**INPUT DATA:**
//! Persistent user configuration.
//!
//! Settings live in `settings.toml` as a flat string table and the recent
//! project list in `recent_projects.json`, both under `<config_dir>/procrack`.

use std::collections::BTreeMap;
use std::fs;
use std::io::ErrorKind;
use std::path::{Path, PathBuf};

use anyhow::{Context, Result};
use serde::{Deserialize, Serialize};

pub const MAX_RECENT_PROJECTS: usize = 10;

/// Setting holding the editor command used by `open`. Setting it enables
/// file reference extraction in the view.
pub const TEXT_EDITOR_KEY: &str = "textEditor";

const SETTINGS_FILE: &str = "settings.toml";
const RECENT_FILE: &str = "recent_projects.json";

#[derive(Debug, Clone, Default, PartialEq, Eq, Serialize, Deserialize)]
#[serde(transparent)]
pub struct Settings {
    values: BTreeMap<String, String>,
}

impl Settings {
    pub fn get(&self, key: &str) -> Option<&str> {
        self.values.get(key).map(String::as_str)
    }

    /// Stores `value`; an empty value removes the key.
    pub fn set(&mut self, key: &str, value: &str) {
        if value.is_empty() {
            self.values.remove(key);
        } else {
            self.values.insert(key.to_string(), value.to_string());
        }
    }

    pub fn iter(&self) -> impl Iterator<Item = (&str, &str)> {
        self.values.iter().map(|(k, v)| (k.as_str(), v.as_str()))
    }

    pub fn text_editor(&self) -> Option<&str> {
        self.get(TEXT_EDITOR_KEY).filter(|value| !value.trim().is_empty())
    }
}

/// Reads and writes the files under one configuration directory.
#[derive(Debug, Clone)]
pub struct ConfigStore {
    dir: PathBuf,
}

impl ConfigStore {
    pub fn new(dir: impl Into<PathBuf>) -> Self {
        Self { dir: dir.into() }
    }

    pub fn default_location() -> Result<Self> {
        let base = dirs::config_dir().context("could not determine config directory")?;
        Ok(Self::new(base.join("procrack")))
    }

    pub fn dir(&self) -> &Path {
        &self.dir
    }

    pub fn load_settings(&self) -> Result<Settings> {
        let path = self.dir.join(SETTINGS_FILE);
        let Some(raw) = read_optional(&path)? else {
            return Ok(Settings::default());
        };
        let settings: Settings = toml::from_str(&raw)
            .with_context(|| format!("failed to parse settings file {}", path.display()))?;
        Ok(settings)
    }

    pub fn save_setting(&self, key: &str, value: &str) -> Result<Settings> {
        let mut settings = self.load_settings().unwrap_or_else(|err| {
            tracing::warn!("discarding unreadable settings: {err:#}");
            Settings::default()
        });
        settings.set(key, value);
        let raw = toml::to_string(&settings).context("failed to serialize settings")?;
        self.write(SETTINGS_FILE, &raw)?;
        Ok(settings)
    }

    /// Most recent first. A corrupt file reads as an empty list.
    pub fn recent_projects(&self) -> Result<Vec<String>> {
        let path = self.dir.join(RECENT_FILE);
        let Some(raw) = read_optional(&path)? else {
            return Ok(Vec::new());
        };
        match serde_json::from_str(&raw) {
            Ok(projects) => Ok(projects),
            Err(err) => {
                tracing::warn!(path = %path.display(), "ignoring corrupt recent projects: {err}");
                Ok(Vec::new())
            }
        }
    }

    /// Moves `project` to the front of the list, dropping duplicates and
    /// anything past the cap.
    pub fn add_recent_project(&self, project: &str) -> Result<Vec<String>> {
        let mut projects: Vec<String> = self
            .recent_projects()?
            .into_iter()
            .filter(|existing| existing != project)
            .collect();
        projects.insert(0, project.to_string());
        projects.truncate(MAX_RECENT_PROJECTS);
        let raw = serde_json::to_string_pretty(&projects)
            .context("failed to serialize recent projects")?;
        self.write(RECENT_FILE, &raw)?;
        Ok(projects)
    }

    fn write(&self, file: &str, contents: &str) -> Result<()> {
        fs::create_dir_all(&self.dir)
            .with_context(|| format!("failed to create {}", self.dir.display()))?;
        let path = self.dir.join(file);
        fs::write(&path, contents).with_context(|| format!("failed to write {}", path.display()))
    }
}

fn read_optional(path: &Path) -> Result<Option<String>> {
    match fs::read_to_string(path) {
        Ok(raw) => Ok(Some(raw)),
        Err(err) if err.kind() == ErrorKind::NotFound => Ok(None),
        Err(err) => Err(err).with_context(|| format!("failed to read {}", path.display())),
    }
}

#[cfg(test)]
mod tests {
    use super::*;

    #[test]
    fn missing_files_read_as_defaults() {
        let dir = tempfile::tempdir().unwrap();
        let store = ConfigStore::new(dir.path().join("procrack"));
        assert_eq!(store.load_settings().unwrap(), Settings::default());
        assert!(store.recent_projects().unwrap().is_empty());
    }

    #[test]
    fn settings_round_trip_through_toml() {
        let dir = tempfile::tempdir().unwrap();
        let store = ConfigStore::new(dir.path());
        store.save_setting(TEXT_EDITOR_KEY, "code").unwrap();
        store.save_setting("theme", "dark").unwrap();
        let settings = store.load_settings().unwrap();
        assert_eq!(settings.text_editor(), Some("code"));
        assert_eq!(settings.get("theme"), Some("dark"));

        let raw = fs::read_to_string(dir.path().join(SETTINGS_FILE)).unwrap();
        assert!(raw.contains("textEditor = \"code\""));
    }

    #[test]
    fn empty_value_removes_setting() {
        let dir = tempfile::tempdir().unwrap();
        let store = ConfigStore::new(dir.path());
        store.save_setting(TEXT_EDITOR_KEY, "subl").unwrap();
        let settings = store.save_setting(TEXT_EDITOR_KEY, "").unwrap();
        assert_eq!(settings.text_editor(), None);
    }

    #[test]
    fn recent_projects_are_most_recent_first_and_deduplicated() {
        let dir = tempfile::tempdir().unwrap();
        let store = ConfigStore::new(dir.path());
        store.add_recent_project("/test/project1/Procfile").unwrap();
        store.add_recent_project("/test/project2/Procfile").unwrap();
        store.add_recent_project("/test/project3/Procfile").unwrap();
        let projects = store.add_recent_project("/test/project1/Procfile").unwrap();
        assert_eq!(
            projects,
            vec![
                "/test/project1/Procfile",
                "/test/project3/Procfile",
                "/test/project2/Procfile",
            ]
        );
        assert_eq!(store.recent_projects().unwrap(), projects);
    }

    #[test]
    fn recent_projects_are_capped() {
        let dir = tempfile::tempdir().unwrap();
        let store = ConfigStore::new(dir.path());
        for i in 0..15 {
            store.add_recent_project(&format!("/p{}/Procfile", i)).unwrap();
        }
        let projects = store.recent_projects().unwrap();
        assert_eq!(projects.len(), MAX_RECENT_PROJECTS);
        assert_eq!(projects[0], "/p14/Procfile");
    }

    #[test]
    fn corrupt_recent_file_reads_as_empty() {
        let dir = tempfile::tempdir().unwrap();
        fs::write(dir.path().join(RECENT_FILE), "{not json").unwrap();
        let store = ConfigStore::new(dir.path());
        assert!(store.recent_projects().unwrap().is_empty());
    }
}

**INSTRUCTIONS TO FOLLOW:** Collect each line of the entries that has the word "warn", copying it in full.

**EXERCISE RESPONSE:**
            tracing::warn!("discarding unreadable settings: {err:#}");
                tracing::warn!(path = %path.display(), "ignoring corrupt recent projects: {err}");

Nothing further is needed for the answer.